Data to examine: Begin

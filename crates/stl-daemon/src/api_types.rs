//! Request and response types for the stl-daemon HTTP endpoints.
//!
//! These types are `Serialize + Deserialize` so they can be JSON-encoded
//! by Axum and decoded by tests. No business logic lives here.

use rust_decimal::Decimal;
use serde::{Deserialize, Serialize};
use stl_schemas::SettlementReport;

// ---------------------------------------------------------------------------
// /v1/health
// ---------------------------------------------------------------------------

#[derive(Debug, Clone, Serialize, Deserialize)]
pub struct HealthResponse {
    pub ok: bool,
    pub service: String,
    pub version: String,
}

// ---------------------------------------------------------------------------
// Errors (400 / 409 / 503)
// ---------------------------------------------------------------------------

#[derive(Debug, Clone, Serialize, Deserialize)]
pub struct ErrorResponse {
    pub error: String,
}

// ---------------------------------------------------------------------------
// /v1/partners
// ---------------------------------------------------------------------------

#[derive(Debug, Clone, Serialize, Deserialize)]
pub struct PartnerEntry {
    pub key: String,
    pub display_name: String,
    pub address: String,
    pub category: String,
}

#[derive(Debug, Clone, Serialize, Deserialize)]
pub struct PartnersResponse {
    pub hub_key: String,
    pub hub_label: String,
    pub hub_address: String,
    pub partners: Vec<PartnerEntry>,
}

// ---------------------------------------------------------------------------
// /v1/report
// ---------------------------------------------------------------------------

#[derive(Debug, Clone, Default, Deserialize)]
pub struct ReportQuery {
    /// Comma-separated partner keys. Absent or empty = all partners.
    pub partners: Option<String>,
}

impl ReportQuery {
    pub fn keys(&self) -> Vec<String> {
        self.partners
            .as_deref()
            .unwrap_or_default()
            .split(',')
            .map(str::trim)
            .filter(|k| !k.is_empty())
            .map(str::to_string)
            .collect()
    }
}

#[derive(Debug, Clone, Serialize, Deserialize)]
pub struct ReportResponse {
    /// Time of the poll this report was built from; `null` if the last poll
    /// failed or none has completed.
    pub fetched_at: Option<String>,
    pub last_error: Option<String>,
    #[serde(flatten)]
    pub report: SettlementReport,
}

// ---------------------------------------------------------------------------
// /v1/balances
// ---------------------------------------------------------------------------

#[derive(Debug, Clone, Serialize, Deserialize)]
pub struct BalanceEntry {
    pub key: String,
    pub label: String,
    pub address: String,
    #[serde(with = "rust_decimal::serde::float_option")]
    pub balance: Option<Decimal>,
    pub owner_count: Option<u32>,
    pub sequence: Option<u32>,
    pub error: Option<String>,
}

#[derive(Debug, Clone, Serialize, Deserialize)]
pub struct BalancesResponse {
    pub fetched_at: String,
    pub accounts: Vec<BalanceEntry>,
}
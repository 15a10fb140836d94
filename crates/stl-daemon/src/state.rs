//! Shared runtime state for stl-daemon.
//!
//! Handlers receive `State<Arc<AppState>>` from Axum. The gateway sits behind
//! a `tokio::sync::Mutex` so that polls and balance lookups never overlap on
//! one connection.

use std::sync::Arc;
use std::time::Duration;

use chrono::{DateTime, SecondsFormat, Utc};
use serde::{Deserialize, Serialize};
use stl_directory::{Directory, LoadedSettlementConfig};
use stl_ledger::LedgerGateway;
use stl_schemas::{RawTransaction, SettlementReport};
use tokio::sync::{broadcast, watch, Mutex, RwLock};
use uuid::Uuid;

// ---------------------------------------------------------------------------
// BusMsg: SSE event bus payload
// ---------------------------------------------------------------------------

/// Messages broadcast over the internal event bus and surfaced as SSE events.
#[derive(Clone, Debug, Serialize, Deserialize)]
#[serde(tag = "type", rename_all = "snake_case")]
pub enum BusMsg {
    Heartbeat { ts_millis: i64 },
    Status(StatusSnapshot),
    ReportUpdated {
        poll_id: Uuid,
        payments: usize,
        partners: usize,
        fetched_at: String,
    },
    LogLine { level: String, msg: String },
}

// ---------------------------------------------------------------------------
// BuildInfo
// ---------------------------------------------------------------------------

/// Static build metadata included in health / status responses.
#[derive(Clone, Debug, Serialize, Deserialize)]
pub struct BuildInfo {
    pub service: &'static str,
    pub version: &'static str,
}

// ---------------------------------------------------------------------------
// StatusSnapshot
// ---------------------------------------------------------------------------

/// Point-in-time poll state, returned by GET /v1/status and carried inside
/// SSE `status` events.
#[derive(Clone, Debug, Default, Serialize, Deserialize)]
pub struct StatusSnapshot {
    pub daemon_uptime_secs: u64,
    pub profile: String,
    pub config_hash: String,
    pub gateway: String,
    /// "idle" | "polling" | "stopped"
    pub poll_state: String,
    pub poll_interval_secs: u64,
    pub last_poll_id: Option<Uuid>,
    pub last_attempt_at: Option<String>,
    /// Zero payments with a recent success means "no activity"; zero payments
    /// with a stale success means the fetch is failing.
    pub last_success_at: Option<String>,
    pub last_error: Option<String>,
    pub polls_ok: u64,
    pub polls_failed: u64,
    pub polls_skipped: u64,
}

// ---------------------------------------------------------------------------
// PollCache
// ---------------------------------------------------------------------------

/// Result of the most recent completed poll.
#[derive(Clone, Debug, Default)]
pub struct PollCache {
    /// Report over all partners. Empty after a failed poll.
    pub report: SettlementReport,
    /// History the report was built from. Empty after a failed poll.
    pub history: Vec<RawTransaction>,
    pub fetched_at: Option<DateTime<Utc>>,
}

// ---------------------------------------------------------------------------
// AppState
// ---------------------------------------------------------------------------

pub struct AppState {
    /// Broadcast bus for SSE.
    pub bus: broadcast::Sender<BusMsg>,
    /// Static build metadata.
    pub build: BuildInfo,
    /// Immutable for the process lifetime.
    pub directory: Arc<Directory>,
    /// One logical session at a time.
    pub gateway: Mutex<Box<dyn LedgerGateway>>,
    pub history_limit: u32,
    pub poll_interval: Duration,
    pub status: Arc<RwLock<StatusSnapshot>>,
    pub cache: Arc<RwLock<PollCache>>,
    shutdown: watch::Sender<bool>,
}

impl AppState {
    pub fn new(cfg: LoadedSettlementConfig, gateway: Box<dyn LedgerGateway>) -> Self {
        let (bus, _rx) = broadcast::channel::<BusMsg>(1024);
        let (shutdown, _) = watch::channel(false);
        let poll_interval = Duration::from_secs(cfg.settings.poll.interval_secs);

        let initial_status = StatusSnapshot {
            daemon_uptime_secs: uptime_secs(),
            profile: cfg.profile.as_str().to_string(),
            config_hash: cfg.loaded.config_hash.clone(),
            gateway: gateway.name().to_string(),
            poll_state: "idle".to_string(),
            poll_interval_secs: poll_interval.as_secs(),
            ..StatusSnapshot::default()
        };

        Self {
            bus,
            build: BuildInfo {
                service: "stl-daemon",
                version: env!("CARGO_PKG_VERSION"),
            },
            directory: Arc::new(cfg.directory),
            gateway: Mutex::new(gateway),
            history_limit: cfg.settings.ledger.history_limit,
            poll_interval,
            status: Arc::new(RwLock::new(initial_status)),
            cache: Arc::new(RwLock::new(PollCache::default())),
            shutdown,
        }
    }

    /// Stop issuing new polls. An in-flight poll finishes and its result is
    /// discarded.
    pub fn request_shutdown(&self) {
        self.shutdown.send_replace(true);
    }

    pub fn shutdown_requested(&self) -> bool {
        *self.shutdown.borrow()
    }

    pub fn subscribe_shutdown(&self) -> watch::Receiver<bool> {
        self.shutdown.subscribe()
    }

    pub async fn status_snapshot(&self) -> StatusSnapshot {
        let mut snap = self.status.read().await.clone();
        snap.daemon_uptime_secs = uptime_secs();
        snap
    }

    pub fn log(&self, level: &str, msg: impl Into<String>) {
        let _ = self.bus.send(BusMsg::LogLine {
            level: level.to_string(),
            msg: msg.into(),
        });
    }
}

// ---------------------------------------------------------------------------
// Helpers
// ---------------------------------------------------------------------------

pub fn rfc3339(t: DateTime<Utc>) -> String {
    t.to_rfc3339_opts(SecondsFormat::Millis, true)
}

/// Monotonically increasing uptime since first call (process lifetime).
pub fn uptime_secs() -> u64 {
    static START: std::sync::OnceLock<std::time::Instant> = std::sync::OnceLock::new();
    START
        .get_or_init(std::time::Instant::now)
        .elapsed()
        .as_secs()
}

/// Spawn a background task that emits a heartbeat SSE every `interval`.
pub fn spawn_heartbeat(bus: broadcast::Sender<BusMsg>, interval: Duration) {
    tokio::spawn(async move {
        let mut ticker = tokio::time::interval(interval);
        loop {
            ticker.tick().await;
            let ts = Utc::now().timestamp_millis();
            let _ = bus.send(BusMsg::Heartbeat { ts_millis: ts });
        }
    });
}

Data to examine: End

Required work
Among the records above, only the lines between the line holding "never overlap on" and the line holding "use stl_ledger::LedgerGateway;", inclusive, are to be output, exactly as written.

Output of the task
//! a `tokio::sync::Mutex` so that polls and balance lookups never overlap on
//! one connection.

use std::sync::Arc;
use std::time::Duration;

use chrono::{DateTime, SecondsFormat, Utc};
use serde::{Deserialize, Serialize};
use stl_directory::{Directory, LoadedSettlementConfig};
use stl_ledger::LedgerGateway;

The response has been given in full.